As will be appreciated by those of skill in the art in view of the present disclosure, the interlock circuit 20 may allow operation of the machinery 12 (shown in FIG. 1) when the switch circuit element 208 is electrically closed due to access panel or door 16 being seated on the enclosure 14 (shown in FIG. 1) when in the access panel or door first position 28, the machinery 12 thereby being in a safe condition for operation; and the interlock circuit 20 may not allow operation of the machinery 12 when the switch circuit element 208 is electrically open due to the access panel or door 16 having been moved to the access panel or door second position 30, such as when the machinery is undergoing service or maintenance, preventing operation of the machinery 12 from injuring personnel that may be in vicinity of the machinery 12 during service or maintenance events. As will also be appreciated by those of skill in the art in view of the present disclosure, displacement of the interlock switch 202 relative to the frame member 18 (shown in FIG. 1) may limit reliability of the interlock circuit 20 (shown in FIG. 1). For example, in some machinery arrangements, interlock switches may be displaced in the event bumped, such as during service or maintenance of the machinery housed within the enclosure protected by the interlock switch. Alternatively (or additionally), interlock switches may loosen, such as due to vibrational forces that may be characteristic of operation of certain types machinery, potentially causing the switch circuit element within the interlock switch to remain electrically open when an access panel or door is emplaced or closed. To avoid displacement, loosening, and/or to facilitate troubleshooting of the interlock switch 202 in the event of displacement and/or loosening, the bracket 100 is provided.

The bracket 100 includes a bracket body 102. The bracket body 102 is configured to fix the interlock switch 202 relative to the frame member 18 and in this respect has a seat portion 104 coupling a first slotted portion 106 to a second slotted portion 108. The seat portion 104 defines a bracket axis 110 and has a seating surface 112 that is substantially planar. The seating surface 112 is generally rectangular in shape and may be bisected by the bracket axis 110. It is contemplated that seat portion 104 of the bracket body 102 axially separate the first slotted portion 106 of the bracket body 102 from the second slotted portion 108 of the bracket body 102. In certain examples the bracket body 102 may be formed from a metallic sheet material 114. In this respect the bracket body 102 may formed from an aluminum-containing material, such as an aluminum alloy. Examples of suitable aluminum alloys include 5053 aluminum alloy. In further respect, the bracket body 102 may be formed from an iron-containing material, such as a stainless steel or carbon steel material. Examples of suitable stainless and carbon steel materials include 304 stainless and A36 steel alloy, which may be powder coated. Advantageously, forming the bracket body from the metallic sheet material 114 may simplify fabrication of the bracket 100, for example by enabling the bracket 100 to be formed using a stamping and/or pressing operation.
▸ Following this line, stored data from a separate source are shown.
//=========================================================================
// Game Board
//
// The 3×3 board model: tile symbols, placement, and win detection.
//
// Responsibilities:
// - Hold the nine cells as value-typed tiles (no shared state)
// - Accept placements only on empty cells
// - Scan the eight fixed win lines in a fixed order
//
// Notes:
// The board is created once per game, mutated by placement, and never
// resized. The win scan declares victory only on an exact 3-in-a-row
// and does not distinguish a full-board draw.
//
//=========================================================================

use std::fmt;

//=== Tile ================================================================

/// Symbol held by one board cell.
///
/// `flip` toggles between the two player symbols; flipping `Empty`
/// yields `Naught`, the fixed first mover.
#[derive(Debug, Clone, Copy, PartialEq, Eq, Hash, Default)]
pub enum Tile {
    #[default]
    Empty,
    Naught,
    Cross,
}

impl Tile {
    /// Human-readable symbol name, used for the win banner and logs.
    pub fn label(self) -> &'static str {
        match self {
            Tile::Empty => "Empty",
            Tile::Naught => "Naught",
            Tile::Cross => "Cross",
        }
    }

    /// Sprite slot for this symbol (stable across the three variants).
    pub fn index(self) -> usize {
        match self {
            Tile::Empty => 0,
            Tile::Naught => 1,
            Tile::Cross => 2,
        }
    }

    /// Switches to the other player symbol in place.
    pub fn flip(&mut self) {
        *self = match *self {
            Tile::Naught => Tile::Cross,
            _ => Tile::Naught,
        };
    }
}

impl fmt::Display for Tile {
    fn fmt(&self, f: &mut fmt::Formatter<'_>) -> fmt::Result {
        f.write_str(self.label())
    }
}

//=== Board ===============================================================

/// Number of cells along each board axis.
pub const BOARD_CELLS: usize = 3;

//--- Win Lines -----------------------------------------------------------
//
// The eight fixed (column, row) triples checked for a win, in scan
// order: rows top to bottom, columns left to right, the diagonal from
// the top-left, the diagonal from the bottom-left. The first all-equal
// non-empty line wins.
//
const WIN_LINES: [[(usize, usize); 3]; 8] = [
    [(0, 0), (1, 0), (2, 0)], // Across from top
    [(0, 1), (1, 1), (2, 1)], // Across from middle
    [(0, 2), (1, 2), (2, 2)], // Across from bottom
    [(0, 0), (0, 1), (0, 2)], // Down from left
    [(1, 0), (1, 1), (1, 2)], // Down from middle
    [(2, 0), (2, 1), (2, 2)], // Down from right
    [(0, 0), (1, 1), (2, 2)], // Diagonally from top-left
    [(0, 2), (1, 1), (2, 0)], // Diagonally from bottom-left
];

/// Fixed 3×3 grid of tiles, indexed by (column, row).
#[derive(Debug, Clone, PartialEq, Eq, Default)]
pub struct Board {
    cells: [[Tile; BOARD_CELLS]; BOARD_CELLS],
}

impl Board {
    //--- Construction -----------------------------------------------------

    /// Creates a board with all cells empty.
    pub fn new() -> Self {
        Self::default()
    }

    //--- Access -----------------------------------------------------------

    /// Returns the tile at the given cell.
    ///
    /// # Panics
    ///
    /// Panics if `col` or `row` is outside `0..BOARD_CELLS`.
    pub fn tile(&self, col: usize, row: usize) -> Tile {
        self.cells[col][row]
    }

    //--- Placement --------------------------------------------------------

    /// Places `tile` at the given cell.
    ///
    /// Succeeds (mutates the cell, returns `true`) only if the target
    /// cell is currently empty; otherwise leaves the board untouched
    /// and returns `false`.
    pub fn place(&mut self, tile: Tile, col: usize, row: usize) -> bool {
        if self.cells[col][row] != Tile::Empty {
            return false;
        }
        self.cells[col][row] = tile;
        true
    }

    //--- Win Detection ----------------------------------------------------

    /// Scans the eight win lines and returns the first winning symbol
    /// found, or `None` if no line is complete.
    ///
    /// A line wins when all three of its cells hold the same non-empty
    /// symbol. A full board without such a line is still `None`.
    pub fn winner(&self) -> Option<Tile> {
        for line in &WIN_LINES {
            let (c0, r0) = line[0];
            let first = self.cells[c0][r0];
            if first == Tile::Empty {
                continue;
            }
            if line[1..].iter().all(|&(c, r)| self.cells[c][r] == first) {
                return Some(first);
            }
        }
        None
    }
}

//=========================================================================
// Unit Tests
//=========================================================================

#[cfg(test)]
mod tests {
    use super::*;

    //--- Test Helpers -----------------------------------------------------

    fn board_with_line(tile: Tile, line: &[(usize, usize); 3]) -> Board {
        let mut board = Board::new();
        for &(c, r) in line {
            assert!(board.place(tile, c, r));
        }
        board
    }

    //=====================================================================
    // Tile Tests
    //=====================================================================

    #[test]
    fn tile_default_is_empty() {
        assert_eq!(Tile::default(), Tile::Empty);
    }

    #[test]
    fn flip_toggles_between_players() {
        let mut tile = Tile::Naught;
        tile.flip();
        assert_eq!(tile, Tile::Cross);
        tile.flip();
        assert_eq!(tile, Tile::Naught);
    }

    #[test]
    fn flip_of_empty_yields_first_mover() {
        let mut tile = Tile::Empty;
        tile.flip();
        assert_eq!(tile, Tile::Naught);
    }

    #[test]
    fn labels_match_symbols() {
        assert_eq!(Tile::Naught.to_string(), "Naught");
        assert_eq!(Tile::Cross.to_string(), "Cross");
        assert_eq!(Tile::Empty.to_string(), "Empty");
    }

    //=====================================================================
    // Placement Tests
    //=====================================================================

    #[test]
    fn new_board_is_all_empty() {
        let board = Board::new();
        for col in 0..BOARD_CELLS {
            for row in 0..BOARD_CELLS {
                assert_eq!(board.tile(col, row), Tile::Empty);
            }
        }
    }

    #[test]
    fn place_on_empty_cell_sets_exactly_that_cell() {
        let mut board = Board::new();
        assert!(board.place(Tile::Cross, 1, 2));

        for col in 0..BOARD_CELLS {
            for row in 0..BOARD_CELLS {
                let expected = if (col, row) == (1, 2) {
                    Tile::Cross
                } else {
                    Tile::Empty
                };
                assert_eq!(board.tile(col, row), expected);
            }
        }
    }

    #[test]
    fn place_on_occupied_cell_is_rejected_and_unchanged() {
        let mut board = Board::new();
        assert!(board.place(Tile::Naught, 0, 0));

        let before = board.clone();
        assert!(!board.place(Tile::Cross, 0, 0));
        assert_eq!(board, before, "Rejected placement must not alter any cell");
    }

    //=====================================================================
    // Win Detection Tests
    //=====================================================================

    #[test]
    fn empty_board_has_no_winner() {
        assert_eq!(Board::new().winner(), None);
    }

    #[test]
    fn every_win_line_is_detected_for_both_symbols() {
        for line in &WIN_LINES {
            for tile in [Tile::Naught, Tile::Cross] {
                let board = board_with_line(tile, line);
                assert_eq!(
                    board.winner(),
                    Some(tile),
                    "Line {:?} filled with {} must win",
                    line,
                    tile
                );
            }
        }
    }

    #[test]
    fn incomplete_line_does_not_win() {
        let mut board = Board::new();
        assert!(board.place(Tile::Naught, 0, 0));
        assert!(board.place(Tile::Naught, 1, 0));
        assert_eq!(board.winner(), None);
    }

    #[test]
    fn mixed_line_does_not_win() {
        let mut board = Board::new();
        assert!(board.place(Tile::Naught, 0, 0));
        assert!(board.place(Tile::Cross, 1, 0));
        assert!(board.place(Tile::Naught, 2, 0));
        assert_eq!(board.winner(), None);
    }

    #[test]
    fn scan_order_returns_first_completed_line() {
        // Top row (Naught) is scanned before the bottom row (Cross).
        let mut board = Board::new();
        for col in 0..BOARD_CELLS {
            assert!(board.place(Tile::Naught, col, 0));
            assert!(board.place(Tile::Cross, col, 2));
        }
        assert_eq!(board.winner(), Some(Tile::Naught));
    }

    #[test]
    fn full_board_without_line_is_not_a_win() {
        // N C N / C N C / C N C, no three in a row anywhere.
        let layout = [
            (Tile::Naught, 0, 0),
            (Tile::Cross, 1, 0),
            (Tile::Naught, 2, 0),
            (Tile::Cross, 0, 1),
            (Tile::Naught, 1, 1),
            (Tile::Cross, 2, 1),
            (Tile::Cross, 0, 2),
            (Tile::Naught, 1, 2),
            (Tile::Cross, 2, 2),
        ];
        let mut board = Board::new();
        for (tile, col, row) in layout {
            assert!(board.place(tile, col, row));
        }
        assert_eq!(board.winner(), None);
    }
}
The first slotted portion 106 of the bracket body 102 is axially offset from the seat portion 104 along the bracket axis 110 and may be spaced apart from the bracket axis 110. The first slotted portion 106 may also be generally planer in shape and extend substantially in parallel with the bracket axis 110. In certain examples, the first slotted portion 106 may define a slot pair 116 therethrough. The slot pair 116 may include two slots each extending through a thickness of the bracket body 102 and extending laterally across a portion of a lateral width of the first slotted portion 106. The slots of the slot pair 116 may be axially spaced apart from one another along the bracket axis 110, substantially parallel to one another, and substantially orthogonal relative to the bracket axis 110. The second slotted portion 108 of the bracket body 102 may be similar to the first slotted portion 106 of the bracket body 102, additionally be axially separated from the first slotted portion 106 of the bracket body 102 by the seat portion 104 of the bracket body 102, and further define a singular slot 118 therethrough. The singular slot 118 may similarly extend through a thickness of the bracket body 102, extend laterally across a portion of the lateral width of the bracket body 102, and be substantially parallel to the slots of the slot pair 116.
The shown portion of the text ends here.